Stored data
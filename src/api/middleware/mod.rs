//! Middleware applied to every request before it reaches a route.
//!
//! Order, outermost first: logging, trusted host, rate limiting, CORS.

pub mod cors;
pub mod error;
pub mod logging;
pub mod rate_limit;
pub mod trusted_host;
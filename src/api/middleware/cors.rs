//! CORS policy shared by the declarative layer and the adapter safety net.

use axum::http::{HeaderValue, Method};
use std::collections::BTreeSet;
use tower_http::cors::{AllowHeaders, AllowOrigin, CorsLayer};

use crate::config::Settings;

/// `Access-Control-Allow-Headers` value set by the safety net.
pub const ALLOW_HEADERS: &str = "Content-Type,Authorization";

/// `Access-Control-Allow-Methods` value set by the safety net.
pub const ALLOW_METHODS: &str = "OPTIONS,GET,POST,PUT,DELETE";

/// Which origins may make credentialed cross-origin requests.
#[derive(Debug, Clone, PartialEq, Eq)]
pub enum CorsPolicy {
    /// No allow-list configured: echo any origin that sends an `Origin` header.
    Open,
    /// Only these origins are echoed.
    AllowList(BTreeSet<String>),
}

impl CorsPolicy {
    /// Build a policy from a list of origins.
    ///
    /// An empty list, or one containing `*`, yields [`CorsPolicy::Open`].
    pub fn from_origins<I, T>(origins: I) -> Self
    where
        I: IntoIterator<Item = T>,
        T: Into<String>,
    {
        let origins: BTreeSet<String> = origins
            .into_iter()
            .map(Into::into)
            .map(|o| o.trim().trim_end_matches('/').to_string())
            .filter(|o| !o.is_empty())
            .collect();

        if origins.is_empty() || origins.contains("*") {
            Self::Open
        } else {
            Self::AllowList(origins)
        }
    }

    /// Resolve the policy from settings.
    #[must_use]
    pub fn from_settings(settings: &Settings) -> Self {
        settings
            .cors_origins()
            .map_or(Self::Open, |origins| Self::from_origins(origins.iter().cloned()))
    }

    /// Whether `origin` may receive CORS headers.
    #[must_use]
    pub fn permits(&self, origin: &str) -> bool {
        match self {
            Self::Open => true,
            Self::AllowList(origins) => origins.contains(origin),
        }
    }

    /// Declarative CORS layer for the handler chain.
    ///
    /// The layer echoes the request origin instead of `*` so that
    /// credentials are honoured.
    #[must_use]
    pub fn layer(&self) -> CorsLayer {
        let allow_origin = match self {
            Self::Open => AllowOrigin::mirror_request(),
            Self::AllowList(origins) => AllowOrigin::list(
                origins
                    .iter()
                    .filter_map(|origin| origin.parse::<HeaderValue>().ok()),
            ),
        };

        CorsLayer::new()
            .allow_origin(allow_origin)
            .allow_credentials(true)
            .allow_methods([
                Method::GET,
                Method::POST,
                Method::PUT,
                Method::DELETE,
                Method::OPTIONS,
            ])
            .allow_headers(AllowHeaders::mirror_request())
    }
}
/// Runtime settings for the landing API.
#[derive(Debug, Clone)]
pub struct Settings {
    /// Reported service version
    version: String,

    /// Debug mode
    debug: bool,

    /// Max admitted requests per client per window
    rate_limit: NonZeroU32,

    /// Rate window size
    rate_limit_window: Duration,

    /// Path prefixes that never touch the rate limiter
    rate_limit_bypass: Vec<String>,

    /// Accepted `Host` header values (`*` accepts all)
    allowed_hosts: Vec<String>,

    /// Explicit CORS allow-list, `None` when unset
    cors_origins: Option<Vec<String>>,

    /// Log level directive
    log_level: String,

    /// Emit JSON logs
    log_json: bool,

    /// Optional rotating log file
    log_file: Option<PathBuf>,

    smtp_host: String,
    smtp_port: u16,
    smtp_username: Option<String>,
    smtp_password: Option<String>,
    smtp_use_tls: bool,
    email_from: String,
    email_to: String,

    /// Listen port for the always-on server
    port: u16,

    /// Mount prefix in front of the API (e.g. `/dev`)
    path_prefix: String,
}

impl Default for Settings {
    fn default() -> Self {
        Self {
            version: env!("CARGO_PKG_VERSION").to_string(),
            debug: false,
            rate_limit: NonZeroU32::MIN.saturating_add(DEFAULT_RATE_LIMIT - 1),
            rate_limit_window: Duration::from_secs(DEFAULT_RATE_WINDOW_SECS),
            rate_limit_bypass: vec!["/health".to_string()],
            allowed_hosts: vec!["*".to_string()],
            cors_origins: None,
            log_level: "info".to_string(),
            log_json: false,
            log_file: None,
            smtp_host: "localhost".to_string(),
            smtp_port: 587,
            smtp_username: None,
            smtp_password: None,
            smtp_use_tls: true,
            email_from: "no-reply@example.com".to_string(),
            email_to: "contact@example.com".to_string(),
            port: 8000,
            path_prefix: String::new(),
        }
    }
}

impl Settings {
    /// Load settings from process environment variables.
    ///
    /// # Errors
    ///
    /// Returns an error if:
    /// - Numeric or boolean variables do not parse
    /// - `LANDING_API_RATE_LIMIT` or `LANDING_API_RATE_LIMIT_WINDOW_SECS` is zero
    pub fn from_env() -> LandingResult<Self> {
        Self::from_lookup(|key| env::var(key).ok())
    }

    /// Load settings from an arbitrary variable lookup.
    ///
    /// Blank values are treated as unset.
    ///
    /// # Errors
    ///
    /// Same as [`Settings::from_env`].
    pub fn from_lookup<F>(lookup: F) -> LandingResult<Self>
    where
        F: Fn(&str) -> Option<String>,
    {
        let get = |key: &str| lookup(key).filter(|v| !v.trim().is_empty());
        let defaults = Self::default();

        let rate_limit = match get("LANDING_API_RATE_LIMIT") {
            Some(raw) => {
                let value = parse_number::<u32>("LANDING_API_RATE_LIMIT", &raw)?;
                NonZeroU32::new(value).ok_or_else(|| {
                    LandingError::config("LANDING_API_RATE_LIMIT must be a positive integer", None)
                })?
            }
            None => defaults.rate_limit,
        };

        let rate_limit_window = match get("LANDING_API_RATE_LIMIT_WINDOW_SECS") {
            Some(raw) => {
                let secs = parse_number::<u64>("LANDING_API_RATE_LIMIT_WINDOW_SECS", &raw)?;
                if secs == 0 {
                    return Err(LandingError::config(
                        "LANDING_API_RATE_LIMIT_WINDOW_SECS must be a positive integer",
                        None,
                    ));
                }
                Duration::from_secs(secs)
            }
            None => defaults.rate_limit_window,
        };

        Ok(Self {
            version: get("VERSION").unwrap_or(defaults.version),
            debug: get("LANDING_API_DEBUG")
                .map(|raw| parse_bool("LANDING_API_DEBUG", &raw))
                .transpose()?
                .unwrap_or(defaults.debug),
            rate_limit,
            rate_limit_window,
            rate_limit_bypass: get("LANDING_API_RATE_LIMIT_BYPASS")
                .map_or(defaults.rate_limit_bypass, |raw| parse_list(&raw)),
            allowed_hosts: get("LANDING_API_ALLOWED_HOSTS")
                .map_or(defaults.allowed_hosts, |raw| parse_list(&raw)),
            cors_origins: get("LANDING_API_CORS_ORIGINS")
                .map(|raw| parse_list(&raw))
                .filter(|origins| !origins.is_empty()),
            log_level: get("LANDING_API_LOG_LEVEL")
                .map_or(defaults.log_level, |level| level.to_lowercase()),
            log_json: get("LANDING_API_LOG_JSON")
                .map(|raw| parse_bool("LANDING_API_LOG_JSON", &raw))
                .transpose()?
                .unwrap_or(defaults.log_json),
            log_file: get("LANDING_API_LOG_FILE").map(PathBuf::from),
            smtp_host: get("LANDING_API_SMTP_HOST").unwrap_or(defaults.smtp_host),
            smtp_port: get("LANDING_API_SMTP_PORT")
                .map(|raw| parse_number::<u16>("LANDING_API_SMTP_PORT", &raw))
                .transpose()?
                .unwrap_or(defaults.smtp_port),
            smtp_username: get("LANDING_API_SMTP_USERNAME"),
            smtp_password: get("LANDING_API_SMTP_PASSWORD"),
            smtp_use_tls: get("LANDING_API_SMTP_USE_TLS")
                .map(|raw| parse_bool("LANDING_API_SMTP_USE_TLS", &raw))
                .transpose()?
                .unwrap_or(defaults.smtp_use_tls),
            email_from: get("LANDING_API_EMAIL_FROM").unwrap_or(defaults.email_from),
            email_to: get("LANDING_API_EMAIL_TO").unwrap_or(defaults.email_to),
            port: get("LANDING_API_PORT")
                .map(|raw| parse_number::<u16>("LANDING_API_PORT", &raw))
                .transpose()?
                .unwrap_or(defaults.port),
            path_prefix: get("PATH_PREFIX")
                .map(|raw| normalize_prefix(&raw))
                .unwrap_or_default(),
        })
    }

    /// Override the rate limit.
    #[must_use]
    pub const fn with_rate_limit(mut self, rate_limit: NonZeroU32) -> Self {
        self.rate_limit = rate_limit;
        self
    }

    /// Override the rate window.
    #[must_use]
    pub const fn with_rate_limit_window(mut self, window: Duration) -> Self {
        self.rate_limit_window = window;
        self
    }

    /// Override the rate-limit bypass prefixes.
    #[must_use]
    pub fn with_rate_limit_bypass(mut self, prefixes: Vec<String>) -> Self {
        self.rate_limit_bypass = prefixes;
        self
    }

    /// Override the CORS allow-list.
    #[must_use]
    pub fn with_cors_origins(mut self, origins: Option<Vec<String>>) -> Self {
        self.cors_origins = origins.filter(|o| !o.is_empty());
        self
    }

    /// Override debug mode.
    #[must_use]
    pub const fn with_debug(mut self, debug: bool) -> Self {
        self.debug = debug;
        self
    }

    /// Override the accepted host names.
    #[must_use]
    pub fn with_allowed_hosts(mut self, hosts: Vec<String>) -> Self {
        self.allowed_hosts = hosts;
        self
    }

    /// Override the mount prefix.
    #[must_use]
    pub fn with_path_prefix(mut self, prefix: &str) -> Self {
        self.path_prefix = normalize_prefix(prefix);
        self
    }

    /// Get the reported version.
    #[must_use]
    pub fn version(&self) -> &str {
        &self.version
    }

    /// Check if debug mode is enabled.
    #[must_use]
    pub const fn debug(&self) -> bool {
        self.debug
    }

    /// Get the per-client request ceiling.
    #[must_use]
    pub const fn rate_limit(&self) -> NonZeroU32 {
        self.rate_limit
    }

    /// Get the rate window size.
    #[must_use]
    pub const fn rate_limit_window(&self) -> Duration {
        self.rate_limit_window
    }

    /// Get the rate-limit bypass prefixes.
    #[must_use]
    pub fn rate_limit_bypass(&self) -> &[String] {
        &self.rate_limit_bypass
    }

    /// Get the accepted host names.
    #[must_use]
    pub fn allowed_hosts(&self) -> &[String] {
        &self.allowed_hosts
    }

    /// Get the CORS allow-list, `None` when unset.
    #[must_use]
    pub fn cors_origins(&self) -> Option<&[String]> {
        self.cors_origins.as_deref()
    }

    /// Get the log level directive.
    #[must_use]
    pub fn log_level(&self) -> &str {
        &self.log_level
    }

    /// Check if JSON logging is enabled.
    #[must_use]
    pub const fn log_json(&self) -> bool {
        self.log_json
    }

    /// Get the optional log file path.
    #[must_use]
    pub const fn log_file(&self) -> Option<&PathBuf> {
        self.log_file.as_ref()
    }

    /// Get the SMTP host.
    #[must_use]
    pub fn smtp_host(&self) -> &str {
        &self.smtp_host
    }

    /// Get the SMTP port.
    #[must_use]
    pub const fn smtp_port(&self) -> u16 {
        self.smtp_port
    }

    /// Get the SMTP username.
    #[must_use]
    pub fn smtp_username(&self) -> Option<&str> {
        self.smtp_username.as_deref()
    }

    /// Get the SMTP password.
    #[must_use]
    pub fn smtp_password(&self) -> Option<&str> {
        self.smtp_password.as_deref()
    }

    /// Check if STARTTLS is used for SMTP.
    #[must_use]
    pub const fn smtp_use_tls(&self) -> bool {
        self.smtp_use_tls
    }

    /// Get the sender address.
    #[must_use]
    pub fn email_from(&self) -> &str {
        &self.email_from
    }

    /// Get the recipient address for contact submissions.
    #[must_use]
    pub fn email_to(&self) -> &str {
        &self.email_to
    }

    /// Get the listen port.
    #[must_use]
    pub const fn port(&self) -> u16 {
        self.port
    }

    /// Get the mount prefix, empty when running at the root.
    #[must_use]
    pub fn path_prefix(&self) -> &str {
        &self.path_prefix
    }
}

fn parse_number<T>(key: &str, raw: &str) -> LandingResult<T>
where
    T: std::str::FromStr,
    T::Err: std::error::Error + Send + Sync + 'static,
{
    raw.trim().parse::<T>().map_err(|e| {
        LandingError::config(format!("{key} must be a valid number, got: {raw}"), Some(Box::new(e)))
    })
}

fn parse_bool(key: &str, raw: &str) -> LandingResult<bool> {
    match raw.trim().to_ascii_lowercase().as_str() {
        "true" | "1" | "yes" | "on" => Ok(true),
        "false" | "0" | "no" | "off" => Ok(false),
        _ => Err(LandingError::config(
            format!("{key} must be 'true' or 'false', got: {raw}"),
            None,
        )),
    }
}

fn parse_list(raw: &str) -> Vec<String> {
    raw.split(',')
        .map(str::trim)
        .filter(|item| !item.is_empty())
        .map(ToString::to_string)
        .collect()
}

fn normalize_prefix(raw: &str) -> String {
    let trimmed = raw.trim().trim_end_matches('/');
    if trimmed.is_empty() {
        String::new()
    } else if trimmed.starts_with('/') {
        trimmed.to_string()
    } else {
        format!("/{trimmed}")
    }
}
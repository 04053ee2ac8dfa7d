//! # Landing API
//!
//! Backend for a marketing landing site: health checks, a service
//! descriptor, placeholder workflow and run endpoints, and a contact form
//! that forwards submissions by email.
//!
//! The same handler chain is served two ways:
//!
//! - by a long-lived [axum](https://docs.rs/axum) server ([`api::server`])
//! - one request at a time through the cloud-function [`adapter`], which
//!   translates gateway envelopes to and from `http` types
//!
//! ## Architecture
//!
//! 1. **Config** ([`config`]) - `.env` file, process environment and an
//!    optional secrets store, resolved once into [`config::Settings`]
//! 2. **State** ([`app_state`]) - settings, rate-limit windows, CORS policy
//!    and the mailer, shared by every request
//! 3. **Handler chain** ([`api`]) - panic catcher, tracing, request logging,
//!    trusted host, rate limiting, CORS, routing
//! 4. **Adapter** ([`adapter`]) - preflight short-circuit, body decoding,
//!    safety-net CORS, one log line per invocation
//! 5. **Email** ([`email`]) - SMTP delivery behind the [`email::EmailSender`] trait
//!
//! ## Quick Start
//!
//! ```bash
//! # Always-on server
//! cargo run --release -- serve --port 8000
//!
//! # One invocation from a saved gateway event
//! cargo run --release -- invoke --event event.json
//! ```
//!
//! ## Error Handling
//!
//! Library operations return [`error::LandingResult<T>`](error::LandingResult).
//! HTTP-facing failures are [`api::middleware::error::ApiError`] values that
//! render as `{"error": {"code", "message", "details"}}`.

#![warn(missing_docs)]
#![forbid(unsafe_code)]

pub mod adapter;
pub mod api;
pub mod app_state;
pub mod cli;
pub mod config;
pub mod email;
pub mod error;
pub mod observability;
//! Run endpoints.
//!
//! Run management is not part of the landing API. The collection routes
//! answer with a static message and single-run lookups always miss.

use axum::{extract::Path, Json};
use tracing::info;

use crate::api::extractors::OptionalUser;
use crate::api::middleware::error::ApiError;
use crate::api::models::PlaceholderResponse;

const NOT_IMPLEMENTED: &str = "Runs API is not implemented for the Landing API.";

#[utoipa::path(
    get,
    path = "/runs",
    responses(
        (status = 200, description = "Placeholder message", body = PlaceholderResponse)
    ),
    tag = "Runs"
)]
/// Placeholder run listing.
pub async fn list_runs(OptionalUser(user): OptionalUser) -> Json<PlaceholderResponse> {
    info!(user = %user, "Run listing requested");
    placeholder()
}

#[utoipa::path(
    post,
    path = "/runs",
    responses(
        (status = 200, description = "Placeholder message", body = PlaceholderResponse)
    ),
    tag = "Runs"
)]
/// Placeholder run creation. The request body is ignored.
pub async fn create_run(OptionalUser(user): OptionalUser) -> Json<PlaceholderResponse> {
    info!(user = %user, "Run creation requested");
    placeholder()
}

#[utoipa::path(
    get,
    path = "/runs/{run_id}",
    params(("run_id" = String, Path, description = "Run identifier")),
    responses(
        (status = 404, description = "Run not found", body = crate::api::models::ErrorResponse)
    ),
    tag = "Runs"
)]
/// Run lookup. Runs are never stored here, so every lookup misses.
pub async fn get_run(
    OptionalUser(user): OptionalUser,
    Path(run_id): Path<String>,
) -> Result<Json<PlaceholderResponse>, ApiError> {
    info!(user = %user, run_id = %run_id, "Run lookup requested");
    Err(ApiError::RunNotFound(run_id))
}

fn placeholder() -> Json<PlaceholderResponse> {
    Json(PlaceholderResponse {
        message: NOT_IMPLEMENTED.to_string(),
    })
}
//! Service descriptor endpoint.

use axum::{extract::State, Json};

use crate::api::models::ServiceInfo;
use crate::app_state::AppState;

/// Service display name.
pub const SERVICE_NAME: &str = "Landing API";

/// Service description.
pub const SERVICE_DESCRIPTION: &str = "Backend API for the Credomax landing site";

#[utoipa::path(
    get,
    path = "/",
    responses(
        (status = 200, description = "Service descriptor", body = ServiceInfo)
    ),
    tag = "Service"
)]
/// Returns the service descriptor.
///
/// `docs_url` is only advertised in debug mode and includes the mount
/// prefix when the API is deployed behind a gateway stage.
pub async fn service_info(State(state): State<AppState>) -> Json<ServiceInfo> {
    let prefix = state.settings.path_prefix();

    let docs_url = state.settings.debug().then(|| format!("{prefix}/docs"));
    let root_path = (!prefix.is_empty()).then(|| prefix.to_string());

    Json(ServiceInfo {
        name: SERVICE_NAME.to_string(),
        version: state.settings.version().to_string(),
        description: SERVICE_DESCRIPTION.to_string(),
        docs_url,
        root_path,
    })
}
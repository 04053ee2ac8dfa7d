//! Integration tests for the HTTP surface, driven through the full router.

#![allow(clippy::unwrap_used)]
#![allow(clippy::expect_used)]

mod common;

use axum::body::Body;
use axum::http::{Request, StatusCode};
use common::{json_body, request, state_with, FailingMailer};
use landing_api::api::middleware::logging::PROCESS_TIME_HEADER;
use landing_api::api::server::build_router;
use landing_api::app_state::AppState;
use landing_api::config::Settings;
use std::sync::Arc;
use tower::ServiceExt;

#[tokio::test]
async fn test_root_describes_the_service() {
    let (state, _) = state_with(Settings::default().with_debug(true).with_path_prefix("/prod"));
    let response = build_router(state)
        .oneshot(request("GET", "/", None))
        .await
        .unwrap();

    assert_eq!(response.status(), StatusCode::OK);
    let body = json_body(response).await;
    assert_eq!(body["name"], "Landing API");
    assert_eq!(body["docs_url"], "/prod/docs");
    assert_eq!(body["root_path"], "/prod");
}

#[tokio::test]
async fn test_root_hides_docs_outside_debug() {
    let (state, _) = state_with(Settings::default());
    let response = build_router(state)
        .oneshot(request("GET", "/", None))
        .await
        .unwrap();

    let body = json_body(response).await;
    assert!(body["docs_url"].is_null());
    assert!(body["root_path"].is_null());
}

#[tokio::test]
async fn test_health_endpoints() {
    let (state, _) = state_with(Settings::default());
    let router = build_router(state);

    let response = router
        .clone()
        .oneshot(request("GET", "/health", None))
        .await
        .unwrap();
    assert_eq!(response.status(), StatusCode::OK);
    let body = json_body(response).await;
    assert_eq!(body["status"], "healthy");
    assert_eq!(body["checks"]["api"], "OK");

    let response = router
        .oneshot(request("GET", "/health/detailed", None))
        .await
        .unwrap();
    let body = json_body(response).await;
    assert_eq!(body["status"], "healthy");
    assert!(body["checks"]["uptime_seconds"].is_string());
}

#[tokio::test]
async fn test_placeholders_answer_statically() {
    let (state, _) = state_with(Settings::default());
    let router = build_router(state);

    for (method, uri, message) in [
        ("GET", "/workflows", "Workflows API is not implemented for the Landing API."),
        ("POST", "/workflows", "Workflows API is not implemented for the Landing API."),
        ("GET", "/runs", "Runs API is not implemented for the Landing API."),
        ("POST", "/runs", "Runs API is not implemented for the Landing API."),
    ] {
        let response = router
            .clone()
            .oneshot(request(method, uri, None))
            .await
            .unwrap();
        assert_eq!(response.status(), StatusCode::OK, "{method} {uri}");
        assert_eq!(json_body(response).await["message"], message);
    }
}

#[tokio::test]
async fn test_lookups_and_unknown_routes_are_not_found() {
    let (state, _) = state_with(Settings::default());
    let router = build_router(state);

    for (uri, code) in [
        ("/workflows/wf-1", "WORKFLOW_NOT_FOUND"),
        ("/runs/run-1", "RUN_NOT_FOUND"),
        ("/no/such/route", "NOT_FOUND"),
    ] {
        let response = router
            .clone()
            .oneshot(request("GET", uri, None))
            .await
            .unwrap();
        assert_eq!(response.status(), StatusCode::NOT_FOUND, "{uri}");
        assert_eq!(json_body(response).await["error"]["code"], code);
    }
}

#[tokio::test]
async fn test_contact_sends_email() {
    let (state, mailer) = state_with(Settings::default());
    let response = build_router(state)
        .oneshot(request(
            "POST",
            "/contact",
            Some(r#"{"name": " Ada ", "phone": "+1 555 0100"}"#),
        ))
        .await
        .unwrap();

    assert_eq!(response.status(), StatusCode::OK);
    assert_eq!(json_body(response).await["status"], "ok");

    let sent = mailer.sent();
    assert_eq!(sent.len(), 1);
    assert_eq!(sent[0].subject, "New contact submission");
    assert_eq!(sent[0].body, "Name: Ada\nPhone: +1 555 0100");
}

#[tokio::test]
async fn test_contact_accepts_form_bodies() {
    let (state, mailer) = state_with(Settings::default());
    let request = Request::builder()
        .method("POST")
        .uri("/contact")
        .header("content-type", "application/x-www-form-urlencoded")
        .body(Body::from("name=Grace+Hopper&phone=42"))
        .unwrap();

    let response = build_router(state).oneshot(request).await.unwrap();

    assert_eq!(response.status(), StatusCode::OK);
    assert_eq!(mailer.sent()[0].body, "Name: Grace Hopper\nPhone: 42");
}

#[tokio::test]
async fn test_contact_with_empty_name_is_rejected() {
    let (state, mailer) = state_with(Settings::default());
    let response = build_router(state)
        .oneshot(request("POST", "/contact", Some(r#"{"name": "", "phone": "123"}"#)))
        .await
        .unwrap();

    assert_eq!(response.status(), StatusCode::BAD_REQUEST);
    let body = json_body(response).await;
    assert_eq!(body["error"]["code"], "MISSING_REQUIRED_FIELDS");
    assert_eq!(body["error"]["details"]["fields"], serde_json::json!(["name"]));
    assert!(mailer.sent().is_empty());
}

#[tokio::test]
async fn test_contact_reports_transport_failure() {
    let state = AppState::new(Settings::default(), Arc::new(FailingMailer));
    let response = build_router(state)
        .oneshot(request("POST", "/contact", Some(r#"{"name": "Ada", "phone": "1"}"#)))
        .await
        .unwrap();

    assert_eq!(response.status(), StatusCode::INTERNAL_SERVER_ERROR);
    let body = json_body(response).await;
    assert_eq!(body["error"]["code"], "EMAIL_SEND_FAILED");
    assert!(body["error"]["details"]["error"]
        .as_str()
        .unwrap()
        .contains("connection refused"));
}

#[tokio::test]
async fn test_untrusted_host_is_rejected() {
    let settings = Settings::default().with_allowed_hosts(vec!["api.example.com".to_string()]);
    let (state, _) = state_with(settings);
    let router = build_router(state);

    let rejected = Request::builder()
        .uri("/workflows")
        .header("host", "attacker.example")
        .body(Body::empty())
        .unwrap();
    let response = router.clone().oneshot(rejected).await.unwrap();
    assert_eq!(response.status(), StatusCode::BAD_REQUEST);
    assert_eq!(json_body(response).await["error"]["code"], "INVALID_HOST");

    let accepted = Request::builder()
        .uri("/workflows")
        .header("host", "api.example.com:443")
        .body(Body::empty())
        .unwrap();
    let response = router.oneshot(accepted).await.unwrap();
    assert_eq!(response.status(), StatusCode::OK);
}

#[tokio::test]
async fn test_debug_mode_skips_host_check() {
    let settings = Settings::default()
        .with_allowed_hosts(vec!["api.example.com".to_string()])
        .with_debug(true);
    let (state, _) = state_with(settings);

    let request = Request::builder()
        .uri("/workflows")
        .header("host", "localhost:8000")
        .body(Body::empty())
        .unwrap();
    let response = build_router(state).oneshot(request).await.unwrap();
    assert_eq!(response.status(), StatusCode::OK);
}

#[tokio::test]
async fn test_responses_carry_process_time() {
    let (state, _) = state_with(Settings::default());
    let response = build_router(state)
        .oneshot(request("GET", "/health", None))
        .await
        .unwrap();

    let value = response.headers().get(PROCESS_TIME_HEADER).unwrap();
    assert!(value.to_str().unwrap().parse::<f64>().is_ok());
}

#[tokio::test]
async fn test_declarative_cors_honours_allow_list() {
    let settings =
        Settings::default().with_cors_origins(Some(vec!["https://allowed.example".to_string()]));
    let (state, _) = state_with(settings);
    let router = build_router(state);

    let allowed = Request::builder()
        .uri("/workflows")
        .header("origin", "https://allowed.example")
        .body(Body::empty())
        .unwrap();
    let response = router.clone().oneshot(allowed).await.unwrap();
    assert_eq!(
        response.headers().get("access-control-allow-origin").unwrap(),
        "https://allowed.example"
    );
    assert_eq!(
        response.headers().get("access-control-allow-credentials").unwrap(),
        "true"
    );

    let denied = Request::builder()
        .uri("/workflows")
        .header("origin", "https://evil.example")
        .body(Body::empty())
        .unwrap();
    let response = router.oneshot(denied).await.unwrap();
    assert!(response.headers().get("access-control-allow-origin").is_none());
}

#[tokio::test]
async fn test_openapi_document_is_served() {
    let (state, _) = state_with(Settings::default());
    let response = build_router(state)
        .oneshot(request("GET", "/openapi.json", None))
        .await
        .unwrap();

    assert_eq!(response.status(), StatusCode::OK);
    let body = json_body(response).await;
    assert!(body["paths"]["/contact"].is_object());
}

__Task goal__
For each line above that holds the string "denied", provide a copy of that line.

__Solution to this exercise__
    let denied = Request::builder()
    let response = router.oneshot(denied).await.unwrap();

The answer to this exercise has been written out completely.